Terremoto reduz previsão de crescimento do PIB do Chile, diz BC

O Banco Central do Chile anunciou ontem que o PIB (Produto Interno Bruto) do Chile deve crescer entre 4,25% e 5,25% em 2010, projeção levemente menor do que a divulgada pela instituição em dezembro, de entre 4,5% e 5,5%, por causa dos efeitos nocivos do terremoto ocorrido no país sobre a economia.
O terremoto – quinto maior já registrado, com magnitude de 8,8 – e o tsunami provocado por ele provocaram prejuízos estimados em US$ 30 bilhões. Os danos incluem o desmoronamento de prédios e pontes, a interrupção das operações em fábricas e a destruição de estradas, fatores que limitarão o crescimento do PIB no primeiro e no segundo trimestres deste ano, afirmaram as autoridades do Banco Central no relatório trimestral de política monetária enviado à Comissão de Finanças do Senado chileno.
O cenário referencial para a política monetária estima que o terremoto destruiu 3% do estoque de capital produtivo do Chile, o que reduziu a taxa de tendência de crescimento do PIB em um ponto porcentual, para 1,5 ponto porcentual. Os esforços de reconstrução do país, no entanto, aumentarão os investimentos em um ponto porcentual, segundo o banco central.

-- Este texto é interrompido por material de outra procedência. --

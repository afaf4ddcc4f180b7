//! System-wide constants for the Cyclone workspace.
//!
//! Single source of truth for the wire format, value ranges, device identity
//! and default cadences. Imported by all crates.

// ─── Device identity ────────────────────────────────────────────────

/// Radio address of the actuator.
pub const DEVICE_ADDRESS: &str = "E2:4D:31:4C:FE:26";

/// GATT characteristic that accepts command packets.
pub const WRITE_CHARACTERISTIC_UUID: &str = "40ee2222-63ec-4b7f-8ce7-712efd55b90e";

// ─── Wire format ────────────────────────────────────────────────────

/// Fixed two-byte header of every command packet.
pub const PACKET_HEADER: [u8; 2] = [0x01, 0x01];

/// Length of a command packet in bytes.
pub const PACKET_LEN: usize = 3;

/// Value byte that stops the actuator.
pub const STOP_CODE: u8 = 0x00;

/// Offset added to the speed when rotating in reverse.
pub const REVERSE_OFFSET: u8 = 0x80;

// ─── Value ranges ───────────────────────────────────────────────────

/// Maximum commanded speed.
pub const MAX_SPEED: u8 = 100;

/// Maximum speed jitter magnitude (±).
pub const MAX_SPEED_JITTER: u8 = 50;

/// Minimum reversal period in ticks.
pub const MIN_PERIOD_STEPS: u32 = 1;

/// Maximum reversal period in ticks.
pub const MAX_PERIOD_STEPS: u32 = 200;

/// Maximum reversal period jitter magnitude (± ticks).
pub const MAX_PERIOD_JITTER: u32 = 100;

// ─── Defaults ───────────────────────────────────────────────────────

/// Default reversal period in ticks.
pub const DEFAULT_BASE_PERIOD_STEPS: u32 = 10;

/// Periodic oscillator tick interval (100 ms).
pub const PERIODIC_TICK_MS: u64 = 100;

/// Autonomous randomizer tick interval (500 ms).
pub const RANDOMIZER_TICK_MS: u64 = 500;

/// Device discovery timeout (5 s).
pub const DISCOVERY_TIMEOUT_MS: u64 = 5_000;

/// Upper bound on a single command write.
pub const SEND_TIMEOUT_MS: u64 = 1_000;

/// Console panel refresh interval.
pub const PANEL_REFRESH_MS: u64 = 50;

/// Default transport driver name.
pub const DEFAULT_DRIVER: &str = "simulation";

/// Default service name used in log output.
pub const DEFAULT_SERVICE_NAME: &str = "cyclone";
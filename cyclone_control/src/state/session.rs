//! Session lifecycle transitions.
//!
//! `Disconnected → Connecting → ConnectedIdle ⇄ ConnectedActive →
//! Disconnecting → Disconnected`. Failed connects fall back to
//! `Disconnected`; disconnect is accepted from either connected state.

use cyclone_common::state::SessionState;

/// Result of a SessionState transition attempt.
#[derive(Debug, Clone, PartialEq, Eq)]
pub enum TransitionResult {
    /// Transition succeeded, new state.
    Ok(SessionState),
    /// Transition rejected, reason.
    Rejected(&'static str),
}

/// Event that can move the session.
#[derive(Debug, Clone, Copy, PartialEq, Eq)]
pub enum SessionEvent {
    /// Operator asked to connect.
    Connect,
    /// Transport opened a session.
    ConnectSucceeded,
    /// Discovery or connection failed.
    ConnectFailed,
    /// Operator started an engine.
    StartMode,
    /// Operator stopped the engine.
    StopMode,
    /// Operator (or shutdown) asked to disconnect.
    Disconnect,
    /// Courtesy stop and transport disconnect finished.
    DisconnectComplete,
}

/// Holder of the current session state.
#[derive(Debug, Clone, Default)]
pub struct SessionStateMachine {
    state: SessionState,
}

impl SessionStateMachine {
    /// Start in `Disconnected`.
    pub const fn new() -> Self {
        Self {
            state: SessionState::Disconnected,
        }
    }

    /// Current state.
    #[inline]
    pub const fn state(&self) -> SessionState {
        self.state
    }

    /// Attempt a transition given an event.
    ///
    /// Rejected events leave the state untouched.
    pub fn handle_event(&mut self, event: SessionEvent) -> TransitionResult {
        use SessionEvent::*;
        use SessionState::*;

        let next = match (self.state, event) {
            (Disconnected, Connect) => Connecting,

            (Connecting, ConnectSucceeded) => ConnectedIdle,
            (Connecting, ConnectFailed) => Disconnected,

            (ConnectedIdle, StartMode) => ConnectedActive,
            (ConnectedActive, StopMode) => ConnectedIdle,

            (ConnectedIdle | ConnectedActive, Disconnect) => Disconnecting,
            (Disconnecting, DisconnectComplete) => Disconnected,

            _ => {
                return TransitionResult::Rejected(invalid_transition_reason(self.state, event));
            }
        };

        self.state = next;
        TransitionResult::Ok(next)
    }

    /// Whether engine ticks may run.
    #[inline]
    pub const fn allows_ticks(&self) -> bool {
        self.state.is_active()
    }
}

fn invalid_transition_reason(state: SessionState, event: SessionEvent) -> &'static str {
    use SessionEvent::*;
    use SessionState::*;
    match (state, event) {
        (Disconnected, StartMode | StopMode) => "Disconnected: connect first",
        (Disconnected, _) => "Disconnected: not connected",
        (Connecting, _) => "Connecting: connection attempt in progress",
        (ConnectedIdle, Connect) | (ConnectedActive, Connect) => "already connected",
        (ConnectedIdle, StopMode) => "ConnectedIdle: no mode running",
        (ConnectedActive, StartMode) => "ConnectedActive: a mode is already running",
        (ConnectedIdle, _) | (ConnectedActive, _) => "Connected: invalid event for current state",
        (Disconnecting, _) => "Disconnecting: disconnect in progress",
    }
}

// ─── Tests ──────────────────────────────────────────────────────────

O governo já realocou US$ 700 milhões do orçamento fiscal de 2010 para as obras de reconstrução e deve anunciar em breve como financiará esse esforço. Acredita-se que as autoridades utilizarão recursos de um de seus fundos soberanos, tomarão empréstimos multilaterais, elevarão as emissões de dívida e possivelmente aumentarão os impostos. O BC também projeta que a inflação encerrará o ano em 3,7%, taxa superior ao centro da meta, de 3%, como resultado das pressões geradas em decorrência do terremoto. Em 2011, a inflação deve ser de 2,9%, em linha com a meta da instituição. Nos próximos trimestres, a política monetária chilena deve seguir a mesma tendência expansiva adotada no ano passado, quando foi necessário retirar a economia da recessão. Em 2009, o BC cortou a taxa básica de juro, chamada TPM, em um total de 7,75 pontos porcentuais, para a mínima recorde de 0,5%, patamar em que permanece desde julho de 2009. “Até o fim do horizonte (de dois anos) das projeções, a TPM provavelmente vai convergir para um nível similar ao previsto na Pesquisa de Expectativas Econômicas.